From the records below, print exactly the lines starting at the one containing "fn default() ->" and ending at the one containing "pub fn finalize(self)", ends included, and nothing else.

[Source information]
══════

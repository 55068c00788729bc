// Copyright (c) 2025 Geoffrey Huntley <ghuntley@ghuntley.com>. All rights reserved.
// SPDX-License-Identifier: Proprietary

//! Identity service connection settings.

use serde::Deserialize;
use warden_common_secret::SecretString;

const DEFAULT_TIMEOUT_SECS: u64 = 30;

#[derive(Debug, Clone)]
pub struct IdentityConfig {
	/// Base URL of the identity service API. Empty means unconfigured.
	pub base_url: String,
	pub api_token: Option<SecretString>,
	pub timeout_secs: u64,
}

impl Default for IdentityConfig {
	fn default() -> Self {
		Self {
			base_url: String::new(),
			api_token: None,
			timeout_secs: DEFAULT_TIMEOUT_SECS,
		}
	}
}

/// The token is never read from TOML; it comes from the environment only.
#[derive(Debug, Clone, Default, Deserialize)]
pub struct IdentityConfigLayer {
	#[serde(default)]
	pub base_url: Option<String>,
	#[serde(default)]
	pub timeout_secs: Option<u64>,
	#[serde(skip)]
	pub api_token: Option<SecretString>,
}

impl IdentityConfigLayer {
	pub fn merge(&mut self, other: IdentityConfigLayer) {
		if other.base_url.is_some() {
			self.base_url = other.base_url;
		}
		if other.timeout_secs.is_some() {
			self.timeout_secs = other.timeout_secs;
		}
		if other.api_token.is_some() {
			self.api_token = other.api_token;
		}
	}

	pub fn finalize(self) -> IdentityConfig {
		IdentityConfig {
			base_url: self
				.base_url
				.map(|u| u.trim_end_matches('/').to_string())
				.unwrap_or_default(),
			api_token: self.api_token,
			timeout_secs: self.timeout_secs.unwrap_or(DEFAULT_TIMEOUT_SECS),
		}
	}
}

══════

[Solution to this task]
	fn default() -> Self {
		Self {
			base_url: String::new(),
			api_token: None,
			timeout_secs: DEFAULT_TIMEOUT_SECS,
		}
	}
}

/// The token is never read from TOML; it comes from the environment only.
#[derive(Debug, Clone, Default, Deserialize)]
pub struct IdentityConfigLayer {
	#[serde(default)]
	pub base_url: Option<String>,
	#[serde(default)]
	pub timeout_secs: Option<u64>,
	#[serde(skip)]
	pub api_token: Option<SecretString>,
}

impl IdentityConfigLayer {
	pub fn merge(&mut self, other: IdentityConfigLayer) {
		if other.base_url.is_some() {
			self.base_url = other.base_url;
		}
		if other.timeout_secs.is_some() {
			self.timeout_secs = other.timeout_secs;
		}
		if other.api_token.is_some() {
			self.api_token = other.api_token;
		}
	}

	pub fn finalize(self) -> IdentityConfig {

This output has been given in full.